This homemade hummus is is super easy to make, smooth, creamy and perfect for any occasion. Tastes amazing served with fresh veggies, pita bread, chips or crackers.
This is one of my favorite dips to make when entertaining. If I’m hosting a big dinner party, it makes the perfect appetizer served on a mezze platter or vegetable platter. It’s always gone so fast!
Homemade hummus is super simple to make and tastes so much more authentic and fresh than store bought. This hummus dip is one of my favorite appetizers…I could literally snack on it all day! Not only is it delicious, but it’s healthy too. The hummus is packed with protein from the chickpeas and healthy fats from the tahini and olive oil. It tastes great served with fresh veggies or pita chips or bread.
What is hummus?
Hummus is a classic dip/spread that comes from the Middle East and Middle Eastern cuisine. The base starts with smashed chick peas (garbanzo beans), tahini and garlic. Then you can dress up the flavor with lemon, olive oil, cumin, salt and pepper and fresh parsley.
Ingredients
- Chickpeas: The base of hummus starts with chickpeas AKA garbanzo beans. I always buy them canned.

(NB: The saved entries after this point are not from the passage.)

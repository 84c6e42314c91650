//! Runtime configuration
//!
//! Values come from the process environment (after an optional `.env` file is
//! loaded by the binary) and can be overridden by command-line flags.

use std::env;
use std::io;
use std::net::SocketAddr;
use std::path::{Path, PathBuf};
use std::time::Duration;

use thiserror::Error;

/// Bucket the configuration page uploads logos to
pub const DEFAULT_LOGO_BUCKET: &str = "public-logos";
const DEFAULT_BIND: &str = "127.0.0.1:3000";
const DEFAULT_STATIC_DIR: &str = "static";
const DEFAULT_MAX_UPLOAD_BYTES: usize = 10 * 1024 * 1024;
const DEFAULT_HTTP_TIMEOUT_SECS: u64 = 30;

#[derive(Debug, Error, PartialEq)]
pub enum ConfigError {
    #[error("missing required setting {0}")]
    Missing(&'static str),

    #[error("invalid value for {key}: {value:?}")]
    Invalid { key: &'static str, value: String },
}

/// Application configuration
#[derive(Debug, Clone)]
pub struct Config {
    /// Base URL of the hosted backend (no trailing slash)
    pub backend_url: String,

    /// Public (anon) API key sent with every backend request
    pub anon_key: String,

    /// Address the HTTP server listens on
    pub bind: SocketAddr,

    /// Externally visible URL, used to build the magic-link redirect
    pub site_url: String,

    /// Storage bucket for uploaded logos
    pub logo_bucket: String,

    /// Directory served under `/static`
    pub static_dir: PathBuf,

    /// Largest accepted request body (spreadsheets and logos)
    pub max_upload_bytes: usize,

    /// Mark cookies `Secure` (enable behind HTTPS)
    pub secure_cookies: bool,

    /// Timeout applied to each backend request
    pub http_timeout: Duration,
}

/// Values given on the command line; `None` keeps the environment value
#[derive(Debug, Default, Clone)]
pub struct Overrides {
    pub bind: Option<SocketAddr>,
    pub site_url: Option<String>,
    pub static_dir: Option<PathBuf>,
}

impl Config {
    /// Build the configuration from the process environment
    pub fn from_env(overrides: Overrides) -> Result<Self, ConfigError> {
        Self::from_lookup(|key| env::var(key).ok(), overrides)
    }

    /// Build the configuration from an arbitrary key lookup
    pub fn from_lookup<F>(lookup: F, overrides: Overrides) -> Result<Self, ConfigError>
    where
        F: Fn(&str) -> Option<String>,
    {
        let non_empty = |key: &str| lookup(key).filter(|v| !v.trim().is_empty());

        let backend_url = non_empty("SUPABASE_URL")
            .or_else(|| non_empty("REACT_APP_SUPABASE_URL"))
            .ok_or(ConfigError::Missing("SUPABASE_URL"))?
            .trim_end_matches('/')
            .to_string();

        let anon_key = non_empty("SUPABASE_ANON_KEY")
            .or_else(|| non_empty("REACT_APP_SUPABASE_ANON_KEY"))
            .ok_or(ConfigError::Missing("SUPABASE_ANON_KEY"))?;

        let bind = match overrides.bind {
            Some(bind) => bind,
            None => parse_setting(
                "HORARIOS_BIND",
                non_empty("HORARIOS_BIND").unwrap_or_else(|| DEFAULT_BIND.to_string()),
            )?,
        };

        let site_url = overrides
            .site_url
            .or_else(|| non_empty("HORARIOS_SITE_URL"))
            .unwrap_or_else(|| format!("http://{}", bind))
            .trim_end_matches('/')
            .to_string();

        let logo_bucket =
            non_empty("HORARIOS_LOGO_BUCKET").unwrap_or_else(|| DEFAULT_LOGO_BUCKET.to_string());

        let static_dir = overrides
            .static_dir
            .or_else(|| non_empty("HORARIOS_STATIC_DIR").map(PathBuf::from))
            .unwrap_or_else(|| PathBuf::from(DEFAULT_STATIC_DIR));

        let max_upload_bytes = match non_empty("HORARIOS_MAX_UPLOAD_BYTES") {
            Some(value) => parse_setting("HORARIOS_MAX_UPLOAD_BYTES", value)?,
            None => DEFAULT_MAX_UPLOAD_BYTES,
        };

        let secure_cookies = match non_empty("HORARIOS_SECURE_COOKIES") {
            Some(value) => parse_flag("HORARIOS_SECURE_COOKIES", value)?,
            None => false,
        };

        let timeout_secs = match non_empty("HORARIOS_HTTP_TIMEOUT_SECS") {
            Some(value) => parse_setting("HORARIOS_HTTP_TIMEOUT_SECS", value)?,
            None => DEFAULT_HTTP_TIMEOUT_SECS,
        };

        Ok(Config {
            backend_url,
            anon_key,
            bind,
            site_url,
            logo_bucket,
            static_dir,
            max_upload_bytes,
            secure_cookies,
            http_timeout: Duration::from_secs(timeout_secs),
        })
    }

    /// Public URL of an object stored in a public bucket
    pub fn public_object_url(&self, bucket: &str, path: &str) -> String {
        format!(
            "{}/storage/v1/object/public/{}/{}",
            self.backend_url, bucket, path
        )
    }

    /// Where the emailed sign-in link sends the visitor back to
    pub fn auth_redirect_url(&self) -> String {
        format!("{}/auth/confirm", self.site_url)
    }
}

/// Load an env file into the process environment
///
/// A missing file is fine, since settings may come from the environment
/// itself. Unreadable or malformed files are errors.
pub fn load_env_file(path: &Path) -> Result<(), dotenvy::Error> {
    match dotenvy::from_path(path) {
        Err(dotenvy::Error::Io(err)) if err.kind() == io::ErrorKind::NotFound => Ok(()),
        other => other,
    }
}

fn parse_setting<T: std::str::FromStr>(key: &'static str, value: String) -> Result<T, ConfigError> {
    value
        .trim()
        .parse()
        .map_err(|_| ConfigError::Invalid { key, value })
}

fn parse_flag(key: &'static str, value: String) -> Result<bool, ConfigError> {
    match value.trim().to_ascii_lowercase().as_str() {
        "1" | "true" | "yes" | "on" => Ok(true),
        "0" | "false" | "no" | "off" => Ok(false),
        _ => Err(ConfigError::Invalid { key, value }),
    }
}

#[cfg(test)]
impl Config {
    /// Configuration pointing at a backend that is never contacted
    pub(crate) fn for_tests() -> Self {
        Config {
            backend_url: "https://backend.test".to_string(),
            anon_key: "anon-key".to_string(),
            bind: DEFAULT_BIND.parse().expect("valid default bind"),
            site_url: "http://localhost:3000".to_string(),
            logo_bucket: DEFAULT_LOGO_BUCKET.to_string(),
            static_dir: PathBuf::from(DEFAULT_STATIC_DIR),
            max_upload_bytes: DEFAULT_MAX_UPLOAD_BYTES,
            secure_cookies: false,
            http_timeout: Duration::from_secs(DEFAULT_HTTP_TIMEOUT_SECS),
        }
    }
}
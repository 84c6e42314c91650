//! Configuration screen: logo upload to public object storage

use axum::{
    Extension,
    extract::{Multipart, State},
    response::{IntoResponse, Response},
};
use chrono::Utc;
use log::{info, warn};

use crate::app::SharedState;
use crate::backend::{Backend, BackendError, StoredObject, Upload};
use crate::error::AppError;
use crate::login::CurrentUser;
use crate::views::{self, ConfigPage, Notice, Shell};

pub const LOGO_UPLOADED_MESSAGE: &str = "Logo enviada com sucesso.";

/// Upload a logo image, overwriting any object with the same name
pub struct UploadLogo {
    pub bucket: String,
    pub content_type: String,
    pub bytes: Vec<u8>,
}

impl UploadLogo {
    /// Object name for a logo uploaded at `millis` (Unix epoch milliseconds)
    pub fn object_name(millis: i64) -> String {
        format!("logo-{}", millis)
    }

    pub async fn execute(
        self,
        backend: &dyn Backend,
        token: Option<&str>,
    ) -> Result<StoredObject, BackendError> {
        let upload = Upload {
            bucket: self.bucket,
            path: Self::object_name(Utc::now().timestamp_millis()),
            content_type: self.content_type,
            bytes: self.bytes,
            upsert: true,
        };
        backend.upload(upload, token).await
    }
}

fn render_config(
    state: &SharedState,
    user: &CurrentUser,
    logo_url: Option<String>,
    notice: Option<Notice>,
) -> Result<Response, AppError> {
    let page = ConfigPage {
        shell: Shell {
            active: "config",
            user_email: user.user.display_name(),
        },
        bucket: state.config.logo_bucket.clone(),
        logo_url,
        notice,
    };
    Ok(state.views.render(views::CONFIG, &page)?.into_response())
}

// Web handlers

pub async fn serve_config(
    State(state): State<SharedState>,
    Extension(user): Extension<CurrentUser>,
) -> Result<Response, AppError> {
    render_config(&state, &user, None, None)
}

pub async fn handle_logo_upload(
    State(state): State<SharedState>,
    Extension(user): Extension<CurrentUser>,
    mut multipart: Multipart,
) -> Result<Response, AppError> {
    let mut logo = None;
    while let Some(field) = multipart.next_field().await? {
        if field.name() == Some("logo") {
            let content_type = field
                .content_type()
                .unwrap_or("application/octet-stream")
                .to_string();
            let bytes = field.bytes().await?;
            if !bytes.is_empty() {
                logo = Some((content_type, bytes.to_vec()));
            }
        }
    }

    // No file selected: nothing to upload
    let Some((content_type, bytes)) = logo else {
        return render_config(&state, &user, None, None);
    };

    let command = UploadLogo {
        bucket: state.config.logo_bucket.clone(),
        content_type,
        bytes,
    };
    match command.execute(state.backend.as_ref(), user.token()).await {
        Ok(stored) => {
            info!("logo uploaded to {}", stored.full_path);
            let url = state
                .config
                .public_object_url(&state.config.logo_bucket, &stored.path);
            render_config(
                &state,
                &user,
                Some(url),
                Some(Notice::success(LOGO_UPLOADED_MESSAGE)),
            )
        }
        Err(err) => {
            warn!("logo upload failed: {}", err);
            render_config(&state, &user, None, Some(Notice::error(err.message())))
        }
    }
}
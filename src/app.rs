use std::sync::Arc;

use axum::{
    Router,
    extract::DefaultBodyLimit,
    middleware,
    response::Redirect,
    routing::{get, post},
};
use log::info;
use tokio::net::TcpListener;
use tower_http::services::ServeDir;

use crate::backend::{Backend, SupabaseClient};
use crate::config::Config;
use crate::login::{self, DASHBOARD_PATH, SessionStore};
use crate::views::Views;
use crate::{import, schedule, settings};

/// State shared by every handler
pub struct AppState {
    pub config: Config,
    pub backend: Arc<dyn Backend>,
    pub sessions: SessionStore,
    pub views: Views,
}

pub type SharedState = Arc<AppState>;

impl AppState {
    pub fn new(config: Config, backend: Arc<dyn Backend>) -> Result<Self, Box<dyn std::error::Error>> {
        Ok(AppState {
            config,
            backend,
            sessions: SessionStore::new(),
            views: Views::new()?,
        })
    }
}

/// Build the application router
///
/// `/` is the sign-in screen; everything under `/app` requires a session.
pub fn router(state: SharedState) -> Router {
    let shell = Router::new()
        .route("/", get(to_dashboard))
        .route(
            "/dashboard",
            get(schedule::serve_dashboard).post(schedule::handle_save),
        )
        .route(
            "/config",
            get(settings::serve_config).post(settings::handle_logo_upload),
        )
        .route(
            "/import",
            get(import::serve_import).post(import::handle_upload),
        )
        .route("/import/confirm", post(import::handle_confirm))
        .fallback(to_dashboard)
        .layer(middleware::from_fn_with_state(
            state.clone(),
            login::require_auth,
        ));

    Router::new()
        .route("/", get(login::serve_home))
        .route("/auth/magic-link", post(login::handle_magic_link))
        .route("/auth/confirm", get(login::handle_confirm))
        .route("/logout", post(login::handle_logout))
        .nest("/app", shell)
        .nest_service("/static", ServeDir::new(&state.config.static_dir))
        .layer(DefaultBodyLimit::max(state.config.max_upload_bytes))
        .with_state(state)
}

async fn to_dashboard() -> Redirect {
    Redirect::to(DASHBOARD_PATH)
}

/// Start the web server
pub async fn run(config: Config) -> Result<(), Box<dyn std::error::Error>> {
    let backend = SupabaseClient::new(&config)?;
    let bind = config.bind;
    let state = Arc::new(AppState::new(config, Arc::new(backend))?);
    let app = router(state);

    let listener = TcpListener::bind(bind).await?;
    info!("Listening on http://{}", bind);
    axum::serve(listener, app).await?;

    Ok(())
}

- Tahini: Tahini is basically ground sesame seeds. Make sure to buy a high quality tahini (such as Trader Joe’s, Whole Foods, Baron’s brand) for your hummus.
- Garlic: Use fresh garlic for this hummus and feel free to add an extra clove if you love the garlic flavor.
- Lemon juice: Fresh lemon juice is really important. Don’t use the canned stuff.
- Olive oil: I love the creaminess the olive oil adds to this hummus. Another item to buy high quality.
- Salt: A fine sea salt is perfect.
- Ground cumin: This adds an extra depth of flavor and a tiny bit of kick.
- Cold water: This will help create an extra smooth hummus.
How to make Hummus
- SIMMER the chickpeas in a pot of water with 1 teaspoon baking soda for about 15 minutes, or until the skins are removed. Drain and run under cool water.
- BLEND the tahini, garlic, lemon juice, salt and cumin in a food processor or blender until smooth. Next blend in the cold water. Then add the chickpeas and drizzle in the oil while blending. Blend until the consistency is smooth and creamy.
- TOP with a drizzle of olive oil and some fresh chopped parsley. Then serve with your favorite veggies or crackers.
Variations + tips
- Add baking soda to the pot when simmering the chickpeas. This helps soften them so that the skins come off.
- When blending in water, make sure it’s cold water. This helps create an extra creamy and fluffy texture.
- I used canned chickpeas for convenience, but you can also cook dried chickpeas from scratch on the stove. Just be sure to soak them beforehand and then let them cook a little longer than usual (for a super soft texture).
- Roast the garlic first for even more flavor.
Favorite garnishes
Before serving the hummus, try garnishing with any of the following:
- Drizzle of olive oil
- Fresh chopped parsley
- Toasted pine nuts
- Dash of cumin, sumac or paprika
- More whole cooked chickpeas
Ways to use Hummus
- Perfect for dipping vegetables.
- Spread onto pita bread, naan bread and crackers.
- Add to a mezze platter or vegetable platter.
- Use any leftover hummus as a sauce for pasta. Simply thin with a little pasta water and add fresh veggies.
- Add to your favorite sandwich or chicken gyro.
- Add a spoonful on top of a Mediterranean salad or Greek salad.
More Greek dip recipes:
Homemade Hummus
Ingredients
- 15 ounce chickpeas (drained and rinsed)
- 1 teaspoon baking soda
- 1/3 cup tahini
- 1-2 garlic cloves (minced, about 1 Tablespoon)
- 2 Tablespoons fresh lemon juice
- 1/2 teaspoon fine sea salt (more to taste)
- 1/4 teaspoon ground cumin
- 2 Tablespoons cold water (more as needed)
- 1-2 Tablespoons olive oil (more if needed)
- Pepper (to taste)
Optional toppings: olive oil, fresh parsley, toasted pine nuts, dash of cumin, sumac or paprika
Instructions
- Add the chickpeas to a pot of water with the baking soda. Simmer for 15 minutes, or until the skin has come off. Drain and run under cool water.
- Combine the tahini, garlic, lemon juice, salt and cumin to a food processor or blender and blend until smooth. Then add in the cold water and blend until smooth.
- Next add the cooled chickpeas and then drizzle in the olive oil while blending. Blend until smooth. Add an additional Tablespoon of cold water if needed to smooth. Salt and pepper to taste. Add a little more lemon juice if desired.
- Top hummus with fresh parsley and a drizzle of olive oil if desired. Serve with your favorite vegetables or pita chips and enjoy!
I couldn’t agree more. Homemade hummus is so much better than store bought. This is a great recipe to have on hand at all times.
I’m so glad you enjoyed it! :)
This hummus was incredible! The best with fresh veggies!